Security knowledge is becoming increasingly important, even for those who don’t have much time to devote to the subject. To help you on your way, SAP’s security product management will provide a series of resource reviews so you can invest time wisely.
This set of summaries of security-related books, articles, and Web resources will all follow roughly the same pattern: brief introduction of the author (what qualifies the author to write about security), target audience (who should read the resource), and the approach, structure and topics covered in the resource (what can you expect from it).
10 Oct 2000
We start with Ross Anderson's book "Security Engineering – A Guide to Building Dependable Distributed Systems". Ross Anderson has accumulated security expertise over more than 25 years, both in academia and industry. Among other activities, Ross promotes the mindset of security engineering as the art of "building systems that continue to perform robustly in the face of malice"

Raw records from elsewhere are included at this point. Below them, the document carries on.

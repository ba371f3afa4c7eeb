//! Camera-related constants.

/// Initial zoom level (natural log of pixels per map unit)
pub const CAMERA_DEFAULT_LOG_ZOOM: f64 = -7.5;
/// Lowest zoom level, the whole dataset fits in a typical window
pub const CAMERA_MIN_LOG_ZOOM: f64 = -7.5;
/// Highest zoom level
pub const CAMERA_MAX_LOG_ZOOM: f64 = -2.0;
/// Change in log zoom per unit of wheel delta
pub const CAMERA_WHEEL_SENSITIVITY: f64 = 0.002;
/// Wheel delta reported for one scrolled line, in pixel-equivalent units
pub const CAMERA_WHEEL_LINE_DELTA: f64 = 100.0;

/// Map-space bounding box of the bundled dataset
pub const MAP_BOUNDS_MIN_X: f64 = 83748.4296875;
pub const MAP_BOUNDS_MAX_X: f64 = 732907.75;
pub const MAP_BOUNDS_MIN_Y: f64 = 6629044.0;
pub const MAP_BOUNDS_MAX_Y: f64 = 7776450.0;

/// Map-space point kept at the viewport center before any panning
pub const MAP_CENTER_X: f64 = (MAP_BOUNDS_MIN_X + MAP_BOUNDS_MAX_X) / 2.0;
pub const MAP_CENTER_Y: f64 = (MAP_BOUNDS_MIN_Y + MAP_BOUNDS_MAX_Y) / 2.0;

This book as aimed toward managers, architects, and designers who are responsible for developing secure applications. Note that the book contains no source code and is not necessarily a hacker book (although it shows how weak protection mechanisms can be fooled). As there is no background knowledge required, Ross' book can be used as a sound introduction to key security concepts. However, it goes far beyond typical books about security that usually deal with cryptography or access control models.
Ross' book is the first to be explicitly dedicated to security as an engineering discipline. His key insight is that failures play an important role in successful design. By learning from errors, we develop a sense of the limitations of new technologies, and security is a domain where learning from errors is vital. However, it is still true that the same errors are repeated over and over again.

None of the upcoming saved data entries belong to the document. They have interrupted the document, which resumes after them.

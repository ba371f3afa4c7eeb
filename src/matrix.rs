//! 3×3 affine transforms in homogeneous 2D coordinates.
//!
//! Matrices are column-major, matching both `glam` and the layout GLSL expects
//! for `mat3` uniforms. Camera math runs in `f64` because map coordinates are
//! in the millions and `f32` would lose sub-unit precision; matrices are
//! narrowed to `f32` only when uploaded to the GPU.

use glam::{DMat3, DVec2, DVec3};

/// Homogeneous point for a 2D position (`w = 1`).
pub fn point(x: f64, y: f64) -> DVec3 {
    DVec3::new(x, y, 1.0)
}

/// Applies `m` to a homogeneous vector.
pub fn transform(m: &DMat3, v: DVec3) -> DVec3 {
    *m * v
}

/// Applies `m` to a 2D point, returning the 2D result.
pub fn transform_point(m: &DMat3, p: DVec2) -> DVec2 {
    transform(m, point(p.x, p.y)).truncate()
}

/// Matrix product `a * b` (apply `b` first, then `a`).
pub fn multiply(a: &DMat3, b: &DMat3) -> DMat3 {
    *a * *b
}

/// Inverts `m`.
///
/// Returns `None` when the determinant is zero or not finite, which happens
/// for degenerate views such as a zero-sized viewport.
pub fn invert(m: &DMat3) -> Option<DMat3> {
    let det = m.determinant();
    if det == 0.0 || !det.is_finite() {
        return None;
    }
    let inverse = m.inverse();
    inverse.is_finite().then_some(inverse)
}

pub fn scale(sx: f64, sy: f64) -> DMat3 {
    DMat3::from_cols(
        DVec3::new(sx, 0.0, 0.0),
        DVec3::new(0.0, sy, 0.0),
        DVec3::new(0.0, 0.0, 1.0),
    )
}

pub fn translate(tx: f64, ty: f64) -> DMat3 {
    DMat3::from_cols(
        DVec3::new(1.0, 0.0, 0.0),
        DVec3::new(0.0, 1.0, 0.0),
        DVec3::new(tx, ty, 1.0),
    )
}

/// Column-major `f32` array suitable for `uniform_matrix_3_f32_slice`.
pub fn to_gl(m: &DMat3) -> [f32; 9] {
    m.as_mat3().to_cols_array()
}

#[cfg(test)]
mod tests {
    use super::*;

    const EPS: f64 = 1e-9;

    fn assert_identity(m: DMat3, eps: f64) {
        assert!(
            m.abs_diff_eq(DMat3::IDENTITY, eps),
            "expected identity, got {:?}",
            m
        );
    }

    #[test]
    fn test_scale_and_translate_compose() {
        let m = multiply(&translate(10.0, -4.0), &scale(2.0, 3.0));
        let p = transform_point(&m, DVec2::new(1.0, 1.0));
        assert!((p - DVec2::new(12.0, -1.0)).length() < EPS);
    }

    #[test]
    fn test_multiply_order() {
        // Translate first, then scale
        let m = multiply(&scale(2.0, 2.0), &translate(1.0, 1.0));
        let p = transform_point(&m, DVec2::ZERO);
        assert!((p - DVec2::new(2.0, 2.0)).length() < EPS);
    }

    #[test]
    fn test_invert_round_trips_to_identity() {
        let samples = [
            multiply(&translate(3.0, 7.0), &scale(0.5, -2.0)),
            multiply(&scale(0.000553, -0.000553), &translate(-408328.09, -7202747.0)),
            translate(-1e6, 2e6),
            scale(1e-3, 1e3),
        ];
        for m in samples {
            let inv = invert(&m).expect("non-singular matrix must invert");
            assert_identity(multiply(&inv, &m), 1e-6);
            assert_identity(multiply(&m, &inv), 1e-6);
        }
    }

    #[test]
    fn test_invert_singular_is_none() {
        assert!(invert(&scale(0.0, 1.0)).is_none());
        assert!(invert(&DMat3::ZERO).is_none());
    }

    #[test]
    fn test_invert_non_finite_is_none() {
        assert!(invert(&scale(f64::INFINITY, 1.0)).is_none());
        assert!(invert(&scale(f64::NAN, 1.0)).is_none());
    }

    #[test]
    fn test_homogeneous_point_keeps_w() {
        let v = transform(&translate(5.0, 5.0), point(1.0, 2.0));
        assert_eq!(v, DVec3::new(6.0, 7.0, 1.0));
    }

    #[test]
    fn test_to_gl_is_column_major() {
        let cols = to_gl(&translate(4.0, 5.0));
        assert_eq!(cols, [1.0, 0.0, 0.0, 0.0, 1.0, 0.0, 4.0, 5.0, 1.0]);
    }
}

The main value of the book lies in providing a set of 14 real-life case studies that cover sensitive, complex application domains such as banking and bookkeeping, telecom system security, as well as copyright and privacy protection. Each case study is examined from an engineer’s point of view. What was the intention of the people that developed the application? What went wrong and why did security fail? The bottom line is that "many of these failures could have been foreseen if designers had just a little bit more knowledge of what had been tried, and had, failed elsewhere". In other words, the book can effectively be used as a workbook for architects and designers of secure applications.
The final part of the book gives guidance as to how security engineering can be implemented and what areas (such as regulatory compliance, corporate security polices, and risk management) are related to this new discipline.